Trim your threads and you’re finished!


  1. For some reason, I’ve been having a hard time downloading this pattern in a size large. Would you be able to email it to me? Your site is adorable….just found it tonight and it’s my new favorite. I plan on making some of the ruffled boutique pants and this capelet this weekend!

  2. Thank you so much for all your amazing patterns and all your hard work. It’s very much appreciated. This one will make a great Christmas gift for my mom.

  3. having just had a mastectomy a week ago, I was very excited to see this pattern and downloaded it to find that it only came up to size 18. I know that I am not the only Plus size woman that would love this pattern. please consider adapting this to size 20-28 It would help so many to still be able to feel like a woman, and hide that fact that we no longer have our breasts.
    Thank you
    Sherry Marsh

  4. Hi Angel,
    I love your blog, i was planning to make some dresses for my daughter. I have stitched some tunics. Can you give tips on how to finish the ends of fleece, what tension ,thread length is best for zigzag ?


    Serena Da Costa

    1. Hi Serena!
      Because there are so many different sewing machines, me telling the tension, length for a zigzag isn’t going to help much. What I do recommend is taking a scrap piece of fleece and trying some variations of the stitch until you find one on your machine that makes you happy, is even on the top and bottom, and gives a clean stitch. For finishing fleece I like to fold it under a half inch to an inch and sew a zigzag stitch along the edge. This gives a clean edge and keeps the fleece from stretching.
      Best of Luck,

  5. i love this cape, and will soon try to make it. But I’m a large girl so i want to know where to ad if it is to small?

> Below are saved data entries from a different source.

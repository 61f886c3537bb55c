#[derive(Debug, Clone, Eq, PartialEq)]
pub struct DOMNode {
    pub children: Vec<DOMNode>,
    pub node_type: DOMNodeType,
}

#[derive(Debug, Clone, Eq, PartialEq)]
pub enum DOMNodeType {
    Element(DOMElement),
    Text(String),
}

#[derive(Debug, Clone, Eq, PartialEq)]
pub struct DOMElement {
    pub tag_name: String,
    pub attributes: DOMAttributes,
}

/// Attributes in source order; later duplicates are dropped by the parser
#[derive(Debug, Clone, Eq, PartialEq, Default)]
pub struct DOMAttributes(pub Vec<(String, String)>);

impl DOMAttributes {
    pub fn empty() -> Self {
        Self(Vec::new())
    }

    pub fn get(&self, name: &str) -> Option<&str> {
        self.0
            .iter()
            .find(|(k, _)| k == name)
            .map(|(_, v)| v.as_str())
    }

    pub fn insert(&mut self, name: impl Into<String>, value: impl Into<String>) {
        let name = name.into();
        if self.get(&name).is_none() {
            self.0.push((name, value.into()));
        }
    }
}

impl DOMNode {
    pub fn text(data: impl Into<String>) -> Self {
        Self {
            children: vec![],
            node_type: DOMNodeType::Text(data.into()),
        }
    }

    pub fn element(name: impl Into<String>, attributes: DOMAttributes, children: Vec<DOMNode>) -> Self {
        Self {
            children,
            node_type: DOMNodeType::Element(DOMElement::new(name, Some(attributes))),
        }
    }
}

impl DOMElement {
    pub fn new(name: impl Into<String>, attributes: Option<DOMAttributes>) -> Self {
        Self {
            tag_name: name.into(),
            attributes: attributes.unwrap_or_default(),
        }
    }
}

impl From<&str> for DOMNode {
    fn from(s: &str) -> Self {
        DOMNode::text(s)
    }
}

/// Builds [`DOMAttributes`] from `name => value` pairs
#[macro_export]
macro_rules! attributes {
    ($($k:expr => $v:expr),* $(,)?) => {{
        let mut attrs = $crate::DOMAttributes::empty();
        $(attrs.insert($k, $v);)*
        attrs
    }};
}
#[test]
fn test_prefixed_attributes() {
    let mut bed = test_bed();
    let node = h(
        "my-component",
        attrs!("attr-role" => "button", "attr-aria-label" => "Close"),
        vec![],
    );
    let handle = mount(&mut bed, node, quiet()).unwrap();
    let el = handle.elements[0];
    let doc = bed.document();
    assert_eq!(doc.get_attribute(el, "role").as_deref(), Some("button"));
    assert_eq!(doc.get_attribute(el, "aria-label").as_deref(), Some("Close"));
    assert!(!doc.has_attribute(el, "attr-role"));
    assert_eq!(doc.property(el, "attr-role"), None);
    assert_eq!(doc.property(el, "role"), None);

    let err = mount(&mut bed, h("div", attrs!("attr-" => "x"), vec![]), quiet()).unwrap_err();
    assert_eq!(err, DomError::InvalidCharacter(String::new()));
}

#[test]
fn test_class() {
    let mut bed = test_bed();
    let handle = mount(
        &mut bed,
        h("div", attrs!("class" => "card primary"), vec![]),
        quiet(),
    )
    .unwrap();
    let el = handle.elements[0];
    assert_eq!(bed.document().class_name(el), "card primary");
    assert_eq!(
        bed.document().outer_html(el),
        r#"<div class="card primary"></div>"#
    );
}

#[test]
fn test_style_object() {
    let mut bed = test_bed();
    let style = PropValue::object([
        ("backgroundColor", "red"),
        ("width", "300px"),
        ("height", "#zz"),
    ]);
    let handle = mount(&mut bed, h("div", attrs!("style" => style), vec![]), quiet()).unwrap();
    let el = handle.elements[0];
    let doc = bed.document();
    assert_eq!(
        doc.computed_style(el, "background-color").as_deref(),
        Some("rgb(255, 0, 0)")
    );
    assert_eq!(doc.computed_style(el, "width").as_deref(), Some("300px"));
    assert_eq!(doc.computed_style(el, "height").as_deref(), Some("auto"));
    assert_eq!(
        doc.get_attribute(el, "style").as_deref(),
        Some("background-color: red; width: 300px;")
    );

    // A string style is a plain property assignment
    let handle = mount(
        &mut bed,
        h("div", attrs!("style" => "color: blue"), vec![]),
        quiet(),
    )
    .unwrap();
    let el = handle.elements[0];
    assert_eq!(
        bed.document().computed_style(el, "color").as_deref(),
        Some("rgb(0, 0, 255)")
    );
}

#[test]
fn test_event_listener() {
    let mut bed = test_bed();
    let details = Rc::new(RefCell::new(Vec::new()));
    let seen = details.clone();
    let on_custom = Callback::new(move |arg| {
        if let CallArg::Event(event) = arg {
            seen.borrow_mut().push(event.detail.clone());
        }
    });
    let (clicks, on_click) = counter();
    let node = h(
        "my-component",
        attrs!("onCustomEvent" => on_custom, "onClick" => on_click),
        vec![],
    );
    let handle = mount(&mut bed, node, quiet()).unwrap();
    let el = handle.elements[0];
    let doc = bed.document();

    assert_eq!(doc.dispatch_event(el, Event::custom("customEvent", "Hi1")), 1);
    assert_eq!(*details.borrow(), vec![PropValue::from("Hi1")]);
    assert_eq!(doc.dispatch_event(el, Event::custom("CustomEvent", "Hi2")), 0);
    assert_eq!(doc.property(el, "onCustomEvent"), None);

    doc.click(el);
    assert_eq!(clicks.get(), 1);
}

#[test]
fn test_ref() {
    let mut bed = test_bed();
    let captured = Rc::new(Cell::new(None::<NodeId>));
    let calls = Rc::new(Cell::new(0));
    let (slot, count) = (captured.clone(), calls.clone());
    let on_ref = Callback::new(move |arg| {
        if let CallArg::Element(el) = arg {
            slot.set(Some(el));
            count.set(count.get() + 1);
        }
    });
    let node = h(
        "my-component",
        attrs!("first" => "John", "ref" => on_ref),
        vec![h("span", Attrs::new(), vec![])],
    );
    let handle = mount(&mut bed, node, quiet()).unwrap();
    assert_eq!(calls.get(), 1);
    assert_eq!(captured.get(), Some(handle.elements[0]));
    assert_eq!(bed.document().property(handle.elements[0], "ref"), None);

    let err = mount(&mut bed, h("div", attrs!("ref" => "nope"), vec![]), quiet()).unwrap_err();
    assert_eq!(err, DomError::NotCallable("ref".to_string()));
}

#[test]
fn test_children() {
    let mut bed = test_bed();
    let node = h(
        "ul",
        Attrs::new(),
        vec![
            h("li", Attrs::new(), vec![text("one")]),
            VNode::default(),
            h("li", Attrs::new(), vec![text("two")]),
        ],
    );
    let handle = mount(&mut bed, node, quiet()).unwrap();
    assert_eq!(
        bed.document().outer_html(handle.elements[0]),
        "<ul><li>one</li><li>two</li></ul>"
    );
}

#[test]
fn test_last_text_wins() {
    let mut bed = test_bed();
    let node = h(
        "p",
        Attrs::new(),
        vec![
            text("first"),
            h("b", Attrs::new(), vec![]),
            text("last"),
        ],
    );
    let handle = mount(&mut bed, node, quiet()).unwrap();
    let doc = bed.document();
    assert_eq!(doc.text_content(handle.elements[0]), "last");
    assert_eq!(doc.element_children(handle.elements[0]).len(), 0);

    // Text set before a later element child survives it
    let node = h("p", Attrs::new(), vec![text("Hello"), h("b", Attrs::new(), vec![])]);
    let handle = mount(&mut bed, node, quiet()).unwrap();
    assert_eq!(bed.document().inner_html(handle.elements[0]), "Hello<b></b>");
}

#[test]
fn test_list_order() {
    let mut bed = test_bed();
    let nodes = vec![
        h("first-one", Attrs::new(), vec![]),
        text("skipped"),
        h("second-one", Attrs::new(), vec![]),
    ];
    let handle = mount(&mut bed, nodes, quiet()).unwrap();
    let doc = bed.document();
    let tags: Vec<_> = doc
        .children(handle.container)
        .iter()
        .filter_map(|c| doc.tag_name(*c))
        .collect();
    assert_eq!(tags, vec!["first-one", "second-one"]);
    assert_eq!(handle.elements, doc.children(handle.container));
}

#[test]
fn test_markup() {
    let mut bed = test_bed();
    mount(&mut bed, h("old-content", Attrs::new(), vec![]), quiet()).unwrap();

    let handle = mount(
        &mut bed,
        r#"<my-component first="John" last="Doe" onClick="x"></my-component>"#,
        quiet(),
    )
    .unwrap();
    let doc = bed.document();
    assert_eq!(handle.elements.len(), 1);
    assert_eq!(doc.children(handle.container), handle.elements.as_slice());
    let el = handle.elements[0];
    assert_eq!(doc.get_attribute(el, "first").as_deref(), Some("John"));
    assert_eq!(doc.get_attribute(el, "onclick").as_deref(), Some("x"));
    assert_eq!(doc.property(el, "first"), None);
}
use crate::harness::LogRecord;
use crate::vnode::VNode;
use html::{CallArg, Document, DomError, NodeId, PropValue};
use tracing::trace;

/// How one attribute entry is applied to the element being built. Rules are
/// tried in declaration order; the first match wins.
#[derive(Debug, PartialEq)]
pub enum AttrRule<'a> {
    /// `style` with an object value: one inline style property per entry
    Style(&'a [(String, PropValue)]),
    /// Keys starting with `data`: an attribute under the key as written
    DataAttribute,
    /// `attr-<name>`: an attribute called `<name>`
    Attribute(&'a str),
    /// `class`: the element's class name
    ClassName,
    /// A function under any key but `ref`: a listener for the named event
    Listener(String),
    /// `ref`: called with the new element
    Ref,
    /// Anything else: a live property
    Property,
}

impl<'a> AttrRule<'a> {
    pub fn classify(key: &'a str, value: &'a PropValue) -> Self {
        if key == "style" {
            if let Some(pairs) = value.as_object() {
                return AttrRule::Style(pairs);
            }
        }
        if key.starts_with("data") {
            AttrRule::DataAttribute
        } else if key.starts_with("attr-") {
            AttrRule::Attribute(key.rsplit("attr-").next().unwrap_or_default())
        } else if key == "class" {
            AttrRule::ClassName
        } else if value.is_callable() && key != "ref" {
            AttrRule::Listener(camelize(&key.chars().skip(2).collect::<String>()))
        } else if key == "ref" {
            AttrRule::Ref
        } else {
            AttrRule::Property
        }
    }
}

/// Builds the element described by `node`, with its whole subtree, and returns
/// it detached. A node without a tag produces nothing.
///
/// When `log` is given, one `Mount` record is pushed per element once it is
/// complete, so descendants are recorded before their ancestors.
pub fn materialize(
    doc: &mut Document,
    node: &VNode,
    mut log: Option<&mut Vec<LogRecord>>,
) -> Result<Option<NodeId>, DomError> {
    let tag = match node.tag.as_deref() {
        Some(tag) if !tag.is_empty() => tag,
        _ => return Ok(None),
    };
    let el = doc.create_element(tag)?;

    for (key, value) in node.attrs.iter() {
        let rule = AttrRule::classify(key, value);
        trace!(key, ?rule, "Applying attribute");
        apply(doc, el, key, value, rule)?;
    }

    for child in &node.children {
        if let Some(child_el) = materialize(doc, child, log.as_deref_mut())? {
            doc.append_child(el, child_el)?;
        }
        if let Some(text) = child.text.as_deref().filter(|t| !t.is_empty()) {
            doc.set_text_content(el, text);
        }
    }

    if let Some(log) = log {
        let tag = doc.tag_name(el).unwrap_or(tag);
        log.push(LogRecord::new("Mount", format!("Mounting node {}", tag)));
    }
    Ok(Some(el))
}

fn apply(
    doc: &mut Document,
    el: NodeId,
    key: &str,
    value: &PropValue,
    rule: AttrRule<'_>,
) -> Result<(), DomError> {
    match rule {
        AttrRule::Style(pairs) => {
            let style = doc.style_mut(el)?;
            for (prop, v) in pairs {
                let v = match v {
                    PropValue::Null | PropValue::Undefined => String::new(),
                    v => v.to_attribute_string(),
                };
                if !style.set_property(prop, &v) {
                    trace!(property = %prop, value = %v, "Ignoring invalid style value");
                }
            }
        }
        AttrRule::DataAttribute => doc.set_attribute(el, key, &value.to_attribute_string())?,
        AttrRule::Attribute(name) => doc.set_attribute(el, name, &value.to_attribute_string())?,
        AttrRule::ClassName => doc.set_property(el, "className", value.clone())?,
        AttrRule::Listener(event) => {
            if let Some(callback) = value.as_callback() {
                doc.add_event_listener(el, &event, callback.clone());
            }
        }
        AttrRule::Ref => match value.as_callback() {
            Some(callback) => callback.call(CallArg::Element(el)),
            None => return Err(DomError::NotCallable(key.to_string())),
        },
        AttrRule::Property => doc.set_property(el, key, value.clone())?,
    }
    Ok(())
}

/// Turns an event name into camel case: the first character is lower-cased,
/// characters starting a word or already upper case are upper-cased, and
/// whitespace is dropped. `CustomEvent` becomes `customEvent` and
/// `custom event` becomes `customEvent`.
pub fn camelize(name: &str) -> String {
    let is_word = |c: char| c.is_ascii_alphanumeric() || c == '_';
    let mut out = String::with_capacity(name.len());
    let mut prev: Option<char> = None;
    for (i, c) in name.chars().enumerate() {
        let starts_word = is_word(c) && !prev.map_or(false, is_word);
        prev = Some(c);
        if c.is_whitespace() {
            continue;
        }
        if !(starts_word || c.is_ascii_uppercase()) {
            out.push(c);
        } else if c == '0' {
            // A word-initial zero is dropped along with whitespace
        } else if i == 0 {
            out.push(c.to_ascii_lowercase());
        } else {
            out.push(c.to_ascii_uppercase());
        }
    }
    out
}

#[cfg(test)]
#[test]
fn test_camelize() {
    assert_eq!(camelize("CustomEvent"), "customEvent");
    assert_eq!(camelize("Click"), "click");
    assert_eq!(camelize("click"), "click");
    assert_eq!(camelize("custom event"), "customEvent");
    assert_eq!(camelize("my-event"), "my-Event");
    assert_eq!(camelize(""), "");
}

#[cfg(test)]
#[test]
fn test_classify() {
    let noop = PropValue::from(html::Callback::new(|_| {}));
    let style = PropValue::object([("width", "300px")]);
    let text = PropValue::from("x");

    assert!(matches!(AttrRule::classify("style", &style), AttrRule::Style(_)));
    assert_eq!(AttrRule::classify("style", &text), AttrRule::Property);
    assert_eq!(AttrRule::classify("data-id", &noop), AttrRule::DataAttribute);
    assert_eq!(AttrRule::classify("dataset", &text), AttrRule::DataAttribute);
    assert_eq!(AttrRule::classify("attr-role", &text), AttrRule::Attribute("role"));
    assert_eq!(AttrRule::classify("attr-x-attr-y", &text), AttrRule::Attribute("y"));
    assert_eq!(AttrRule::classify("class", &noop), AttrRule::ClassName);
    assert_eq!(
        AttrRule::classify("onCustomEvent", &noop),
        AttrRule::Listener("customEvent".to_string())
    );
    assert_eq!(AttrRule::classify("ref", &noop), AttrRule::Ref);
    assert_eq!(AttrRule::classify("ref", &text), AttrRule::Ref);
    assert_eq!(AttrRule::classify("first", &text), AttrRule::Property);
}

  6. I love your patterns and have made quite a few it would be fab f you could do a pattern for a boy simple cardigan/jacket as I think boys patterns are few and far between Many Thanks Carolyn

  7. Hi,

    Thank you so much for the patterns. I am excited to start the fleece cape. One question: do I click on “download” button or the picture of the folders? I recently got a virus on my computer so I am just making sure the “download” button is safe. 🙂 Thank you!!!


    1. Hi Steph,
      As it says you need to click on the picture of the pattern envelope. The big download button is and ad. All you need is Adobe pdf. Click on the pattern envelope. Some browersers have a hard time with pdf files I recommend suing Google chrome and clearing your internet cache if you are having trouble. =)
      – Angel

  8. Hi !
    I really love this design and I think it’s a very great idea for fall ! I can’t wait to make this project, and it seems so easy to do ! 😀
    I love the fact that your patterns are easy to use and free, so thank you very much ! 😀

  9. I know that you are all about fleece and that is great! Is it possible to make this out of a different fabric? I get warm at the office and need a cooler option. How about corduroy or a heavier plaid fabric?

  10. I am looking forward to creating this capelet for a fall cruise up through New England. Since it could be rather cool in the evenings, I’m looking to create an upscale capelet. Do you think this pattern will lend itself to Minky?

    Thank you for all the great patterns I have already made from you sight!